Below are the records; copy each line in which "already" occurs.
^^^^^^^^^^^^^^^^
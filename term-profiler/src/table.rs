//! The tabular data model shared by every backend.
//!
//! [`TabularTable`] wraps a single Arrow [`RecordBatch`]. Arrow already
//! guarantees equal column lengths; the wrapper adds the unique-name
//! invariant and the column helpers the metrics are written against.

use std::collections::HashSet;
use std::sync::Arc;

use arrow::array::{Array, ArrayRef, AsArray, BooleanArray, Float64Array, UInt32Array};
use arrow::compute::{cast, concat_batches, filter_record_batch, take, take_record_batch};
use arrow::datatypes::{DataType, Field, Float64Type, Schema, SchemaRef};
use arrow::record_batch::{RecordBatch, RecordBatchOptions};
use arrow::row::{Row, RowConverter, Rows, SortField};

use crate::error::{ProfilerError, Result};
use crate::stats::round_to;

/// An immutable, ordered set of uniquely named columns of equal length.
#[derive(Debug, Clone, PartialEq)]
pub struct TabularTable {
    batch: RecordBatch,
}

impl TabularTable {
    /// Wraps a record batch, rejecting duplicate column names.
    pub fn try_new(batch: RecordBatch) -> Result<Self> {
        let schema = batch.schema();
        let mut seen = HashSet::new();
        for field in schema.fields() {
            if !seen.insert(field.name().as_str()) {
                return Err(ProfilerError::configuration(format!(
                    "duplicate column name '{}'",
                    field.name()
                )));
            }
        }
        Ok(Self { batch })
    }

    /// Creates a table with no columns and no rows.
    pub fn empty() -> Self {
        Self::with_row_count(Vec::new(), Vec::new(), 0)
            .unwrap_or_else(|_| Self {
                batch: RecordBatch::new_empty(Arc::new(Schema::empty())),
            })
    }

    fn with_row_count(fields: Vec<Field>, arrays: Vec<ArrayRef>, rows: usize) -> Result<Self> {
        let options = RecordBatchOptions::new().with_row_count(Some(rows));
        let batch = RecordBatch::try_new_with_options(Arc::new(Schema::new(fields)), arrays, &options)?;
        Self::try_new(batch)
    }

    /// Builds a table from named arrays. Every field is nullable.
    pub fn from_columns<N: Into<String>>(columns: Vec<(N, ArrayRef)>) -> Result<Self> {
        let rows = columns.first().map(|(_, array)| array.len()).unwrap_or(0);
        let (fields, arrays): (Vec<Field>, Vec<ArrayRef>) = columns
            .into_iter()
            .map(|(name, array)| (Field::new(name, array.data_type().clone(), true), array))
            .unzip();
        Self::with_row_count(fields, arrays, rows)
    }

    /// Concatenates collected query batches into one table.
    ///
    /// `schema` is only used when no batch was produced.
    pub fn from_batches(schema: SchemaRef, batches: Vec<RecordBatch>) -> Result<Self> {
        let schema = batches.first().map(|b| b.schema()).unwrap_or(schema);
        let batch = concat_batches(&schema, &batches)?;
        Self::try_new(batch)
    }

    /// Returns the underlying record batch.
    pub fn batch(&self) -> &RecordBatch {
        &self.batch
    }

    /// Consumes the table, returning the record batch.
    pub fn into_batch(self) -> RecordBatch {
        self.batch
    }

    pub fn schema(&self) -> SchemaRef {
        self.batch.schema()
    }

    pub fn num_rows(&self) -> usize {
        self.batch.num_rows()
    }

    pub fn num_columns(&self) -> usize {
        self.batch.num_columns()
    }

    /// Column names in table order.
    pub fn column_names(&self) -> Vec<String> {
        self.batch
            .schema()
            .fields()
            .iter()
            .map(|f| f.name().clone())
            .collect()
    }

    pub fn has_column(&self, name: &str) -> bool {
        self.batch.column_by_name(name).is_some()
    }

    /// Looks up a column by name.
    pub fn column(&self, name: &str) -> Result<&ArrayRef> {
        self.batch
            .column_by_name(name)
            .ok_or_else(|| ProfilerError::column_not_found(name))
    }

    /// Returns a column's values rendered as text. Nulls stay `None`.
    pub fn text_column(&self, name: &str) -> Result<Vec<Option<String>>> {
        text_values(self.column(name)?)
    }

    /// Returns a numeric column's values as `f64`. Nulls and NaN become `None`.
    pub fn float_column(&self, name: &str) -> Result<Vec<Option<f64>>> {
        float_values(self.column(name)?)
    }

    /// Gathers the given rows of one column.
    pub fn take_column(&self, name: &str, indices: &[u32]) -> Result<ArrayRef> {
        let indices = UInt32Array::from(indices.to_vec());
        Ok(take(self.column(name)?.as_ref(), &indices, None)?)
    }

    /// Gathers the given rows of every column.
    pub fn take_rows(&self, indices: &[u32]) -> Result<Self> {
        let indices = UInt32Array::from(indices.to_vec());
        Self::try_new(take_record_batch(&self.batch, &indices)?)
    }

    /// Keeps the rows where `mask` is true.
    pub fn filter_rows(&self, mask: &BooleanArray) -> Result<Self> {
        Self::try_new(filter_record_batch(&self.batch, mask)?)
    }

    /// Returns a table with the named column removed. Missing names are ignored.
    pub fn without_column(&self, name: &str) -> Result<Self> {
        let schema = self.batch.schema();
        let keep: Vec<usize> = schema
            .fields()
            .iter()
            .enumerate()
            .filter(|(_, f)| f.name() != name)
            .map(|(i, _)| i)
            .collect();
        Self::try_new(self.batch.project(&keep)?)
    }

    /// Returns a table whose floating point columns are rounded to `decimals`.
    pub fn round_floats(&self, decimals: u32) -> Result<Self> {
        let schema = self.batch.schema();
        let columns = schema
            .fields()
            .iter()
            .zip(self.batch.columns())
            .map(|(field, array)| {
                let rounded: ArrayRef = match field.data_type() {
                    DataType::Float64 | DataType::Float32 | DataType::Float16 => {
                        let floats = cast(array, &DataType::Float64)?;
                        Arc::new(
                            floats
                                .as_primitive::<Float64Type>()
                                .iter()
                                .map(|v| v.map(|x| round_to(x, decimals)))
                                .collect::<Float64Array>(),
                        )
                    }
                    _ => array.clone(),
                };
                Ok((field.name().clone(), rounded))
            })
            .collect::<Result<Vec<_>>>()?;
        let rows = self.num_rows();
        let (fields, arrays): (Vec<Field>, Vec<ArrayRef>) = columns
            .into_iter()
            .map(|(name, array)| (Field::new(name, array.data_type().clone(), true), array))
            .unzip();
        Self::with_row_count(fields, arrays, rows)
    }

    /// Number of rows whose full value tuple already appeared in an earlier row.
    pub fn duplicate_row_count(&self) -> Result<u64> {
        if self.num_columns() == 0 || self.num_rows() == 0 {
            return Ok(0);
        }
        let rows = encode_rows(self.batch.columns())?;
        let mut seen: HashSet<Row<'_>> = HashSet::with_capacity(rows.num_rows());
        Ok(rows.iter().filter(|row| !seen.insert(*row)).count() as u64)
    }

    /// Serializes the table as a JSON array of row objects. Null cells are omitted.
    pub fn to_json_records(&self) -> Result<String> {
        let mut writer = arrow::json::ArrayWriter::new(Vec::new());
        writer.write(&self.batch)?;
        writer.finish()?;
        String::from_utf8(writer.into_inner())
            .map_err(|e| ProfilerError::Serialization(e.to_string()))
    }
}

impl TryFrom<RecordBatch> for TabularTable {
    type Error = ProfilerError;

    fn try_from(batch: RecordBatch) -> Result<Self> {
        Self::try_new(batch)
    }
}

/// Returns true for the string-like Arrow types.
pub fn is_text_type(data_type: &DataType) -> bool {
    matches!(
        data_type,
        DataType::Utf8 | DataType::LargeUtf8 | DataType::Utf8View
    )
}

/// Returns true when the cell at `index` is logically null.
pub(crate) fn is_null_at(array: &dyn Array, index: usize) -> bool {
    array
        .logical_nulls()
        .map(|nulls| nulls.is_null(index))
        .unwrap_or(false)
}

pub(crate) fn text_values(array: &ArrayRef) -> Result<Vec<Option<String>>> {
    let utf8 = cast(array, &DataType::Utf8)?;
    Ok(utf8
        .as_string::<i32>()
        .iter()
        .map(|v| v.map(str::to_string))
        .collect())
}

pub(crate) fn float_values(array: &ArrayRef) -> Result<Vec<Option<f64>>> {
    if !array.data_type().is_numeric() {
        return Err(ProfilerError::TypeMismatch {
            expected: "numeric column".to_string(),
            found: array.data_type().to_string(),
        });
    }
    let floats = cast(array, &DataType::Float64)?;
    Ok(floats
        .as_primitive::<Float64Type>()
        .iter()
        .map(|v| v.filter(|x| !x.is_nan()))
        .collect())
}

/// Encodes arrays into comparable, hashable rows.
pub(crate) fn encode_rows(arrays: &[ArrayRef]) -> Result<Rows> {
    let fields = arrays
        .iter()
        .map(|a| SortField::new(a.data_type().clone()))
        .collect();
    let converter = RowConverter::new(fields)?;
    Ok(converter.convert_columns(arrays)?)
}

/// Number of distinct non-null values in a column.
pub(crate) fn distinct_count(array: &ArrayRef) -> Result<u64> {
    if array.is_empty() {
        return Ok(0);
    }
    let rows = encode_rows(std::slice::from_ref(array))?;
    let mut seen: HashSet<Row<'_>> = HashSet::new();
    for (index, row) in rows.iter().enumerate() {
        if !is_null_at(array.as_ref(), index) {
            seen.insert(row);
        }
    }
    Ok(seen.len() as u64)
}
^^^^^^^^^^^^^^^^
▸ **Written response**
//! [`TabularTable`] wraps a single Arrow [`RecordBatch`]. Arrow already
    /// Number of rows whose full value tuple already appeared in an earlier row.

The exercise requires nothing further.